C# seems to have many more examples of DI in practice, but I haven't found anything I could base my new code off, the only thing I could think of was just producing an interface for the getters and setters for the fields of an object I want to load.

I don't think I've got far enough in "Dependency Injection - Principles, Practices and Patterns" to see how else to do, as so far its turtles all the way down, I haven't got to any object that will actual load a repository etc.

At the moment something like the above JSONScalerLoaderImpl would do, as in the DB[ObjectName]Loader I can just put one of the Data Access objects in there, and just map from each field to an interface with a get and set for each subpart of the object.

these days it is a proper relational database and so there is an emulator that converts the old ISAM API calls into SQL and so there are various low level DB APIs that are used depending on the table, and yet other parts of the codebase use the Entity Framework.

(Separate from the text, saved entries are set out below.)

use log::trace;
use num::FromPrimitive;

use super::{Machine, RuntimeError, StepResult};
use crate::instructions::*;
use crate::Word;
use util::sign_extend;

impl Machine {
    pub(super) fn exec(&mut self) -> Result<StepResult, RuntimeError> {
        let ir = self.ir;
        // The 4-bit opcode space is fully assigned, so decode cannot fail.
        let opcode = Opcode::from_u16(opcode_bits(ir)).expect("exhaustive opcode space");
        trace!(
            "pc={:04x} ir={:04x} {:?}",
            self.pc.wrapping_sub(1),
            ir,
            opcode
        );

        match opcode {
            Opcode::Br => {
                let cond = CondCode::from_u16(reg_field(ir) as Word).expect("3-bit cond");
                if self.flags.condition(cond) {
                    self.pc = self.pc.wrapping_add(pcoffset9(ir));
                }
            }
            Opcode::Add | Opcode::Sub | Opcode::And | Opcode::Cmp => self.exec_arith(opcode),
            Opcode::Ld => {
                let addr = self.pc.wrapping_add(pcoffset9(ir));
                self.regs[reg_field(ir)] = self.mem[addr as usize];
            }
            Opcode::St => {
                let addr = self.pc.wrapping_add(pcoffset9(ir));
                self.mem[addr as usize] = self.regs[reg_field(ir)];
            }
            Opcode::Bl => {
                let target = if link_mode(ir) {
                    self.pc.wrapping_add(pcoffset11(ir))
                } else {
                    self.regs[sr1_field(ir)].wrapping_add(offset6(ir))
                };
                self.regs[register_index(Register::Lr)] = self.pc;
                self.pc = target;
            }
            Opcode::Ldr => {
                let addr = self.regs[sr1_field(ir)].wrapping_add(offset6(ir));
                self.regs[reg_field(ir)] = self.mem[addr as usize];
            }
            Opcode::Str => {
                let addr = self.regs[sr1_field(ir)].wrapping_add(offset6(ir));
                self.mem[addr as usize] = self.regs[reg_field(ir)];
            }
            Opcode::Not => {
                let result = !self.regs[sr1_field(ir)];
                self.regs[reg_field(ir)] = result;
                self.flags.set_nz(result);
            }
            Opcode::Ext => return self.exec_ext(),
            Opcode::Jmp => {
                self.pc = self.regs[sr1_field(ir)].wrapping_add(offset6(ir));
            }
            Opcode::Mvi => {
                self.regs[reg_field(ir)] = imm9(ir);
            }
            Opcode::Lea => {
                self.regs[reg_field(ir)] = self.pc.wrapping_add(pcoffset9(ir));
            }
            Opcode::Trap => return self.exec_trap(),
        }
        Ok(StepResult::Running)
    }

    fn exec_arith(&mut self, opcode: Opcode) {
        let ir = self.ir;
        let x = self.regs[sr1_field(ir)];
        let y = if imm_mode(ir) {
            imm5(ir)
        } else {
            self.regs[sr2_field(ir)]
        };

        match opcode {
            Opcode::Add => {
                let result = self.flags.add(x, y);
                self.regs[reg_field(ir)] = result;
            }
            Opcode::Sub => {
                let result = self.flags.sub(x, y);
                self.regs[reg_field(ir)] = result;
            }
            Opcode::And => {
                let result = x & y;
                self.regs[reg_field(ir)] = result;
                self.flags.set_nz(result);
            }
            Opcode::Cmp => {
                self.flags.sub(x, y);
            }
            _ => unreachable!(),
        }
    }

    fn exec_ext(&mut self) -> Result<StepResult, RuntimeError> {
        let ir = self.ir;
        let eop_bits = eopcode_bits(ir);
        let eop = ExtOpcode::from_u16(eop_bits).ok_or(RuntimeError::BadExtOpcode(eop_bits))?;
        let reg = reg_field(ir);
        let sp = register_index(Register::Sp);

        match eop {
            ExtOpcode::Push => {
                let new_sp = self.regs[sp].wrapping_sub(1);
                self.regs[sp] = new_sp;
                self.mem[new_sp as usize] = self.regs[reg];
            }
            ExtOpcode::Pop => {
                let old_sp = self.regs[sp];
                self.regs[reg] = self.mem[old_sp as usize];
                self.regs[sp] = old_sp.wrapping_add(1);
            }
            ExtOpcode::Srl | ExtOpcode::Sra | ExtOpcode::Sll | ExtOpcode::Rol | ExtOpcode::Ror => {
                self.exec_shift(eop)
            }
            ExtOpcode::Mul => {
                let result = self.regs[reg].wrapping_mul(self.regs[sr1_field(ir)]);
                self.regs[reg] = result;
                self.flags.set_nz(result);
            }
            ExtOpcode::Div | ExtOpcode::Rem => {
                let dividend = self.regs[reg] as i16;
                let divisor = self.regs[sr1_field(ir)] as i16;
                if divisor == 0 {
                    return Err(RuntimeError::DivisionByZero);
                }
                let result = if eop == ExtOpcode::Div {
                    dividend.wrapping_div(divisor)
                } else {
                    dividend.wrapping_rem(divisor)
                } as Word;
                self.regs[reg] = result;
                self.flags.set_nz(result);
            }
            ExtOpcode::Or => {
                let result = self.regs[reg] | self.regs[sr1_field(ir)];
                self.regs[reg] = result;
                self.flags.set_nz(result);
            }
            ExtOpcode::Xor => {
                let result = self.regs[reg] ^ self.regs[sr1_field(ir)];
                self.regs[reg] = result;
                self.flags.set_nz(result);
            }
            ExtOpcode::Mvr => {
                self.regs[reg] = self.regs[sr1_field(ir)];
            }
            ExtOpcode::Sext => {
                // Field width comes from the value held in sr1.
                let width = u32::from(self.regs[sr1_field(ir)] & 0xf);
                if width != 0 {
                    self.regs[reg] = sign_extend(self.regs[reg], width);
                }
                self.flags.set_nz(self.regs[reg]);
            }
        }
        Ok(StepResult::Running)
    }

    fn exec_shift(&mut self, eop: ExtOpcode) {
        let ir = self.ir;
        let reg = reg_field(ir);
        let count = shift_count(ir);
        let mut value = self.regs[reg];

        for _ in 0..count {
            match eop {
                ExtOpcode::Srl => {
                    self.flags.c = value & 1 != 0;
                    value >>= 1;
                }
                ExtOpcode::Sra => {
                    self.flags.c = value & 1 != 0;
                    value = ((value as i16) >> 1) as Word;
                }
                ExtOpcode::Sll => {
                    self.flags.c = value & 0x8000 != 0;
                    value <<= 1;
                }
                ExtOpcode::Rol => {
                    let high = value >> 15;
                    self.flags.c = high != 0;
                    value = (value << 1) | high;
                }
                ExtOpcode::Ror => {
                    let low = value & 1;
                    self.flags.c = low != 0;
                    value = (value >> 1) | (low << 15);
                }
                _ => unreachable!(),
            }
        }
        self.regs[reg] = value;
        self.flags.set_nz(value);
    }
}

This sounds like a really complicated architecture, I guess it's up to you at what point you want to fake out stuff.
Usually there is a single low level DB API used for everything.

You mention an emulator but it's not clear if that's part of your codebase or just sth that you're using.
If the former I'd fake out after that (i.e. run the emulator in JSON-based tests too, and implement only the SQL API surface in the fake). If the latter then I'd fake out before that (i.e. don't run the emulator in JSON-based tests, instead implement the ISAM surface too in the JSON fake).
But it's a bit of a grey area either way.

How do these simple APIs look, I have no idea what that would look like, would the interface have gone down to the field leve?

Maybe? I would fake out at the layer where the lowest level of your code then calls some database library.
Depending on what library you're using that API might look very different.
I'd use a similar API (maybe slightly generalized) as the one where you do the switching between real and fake implementation.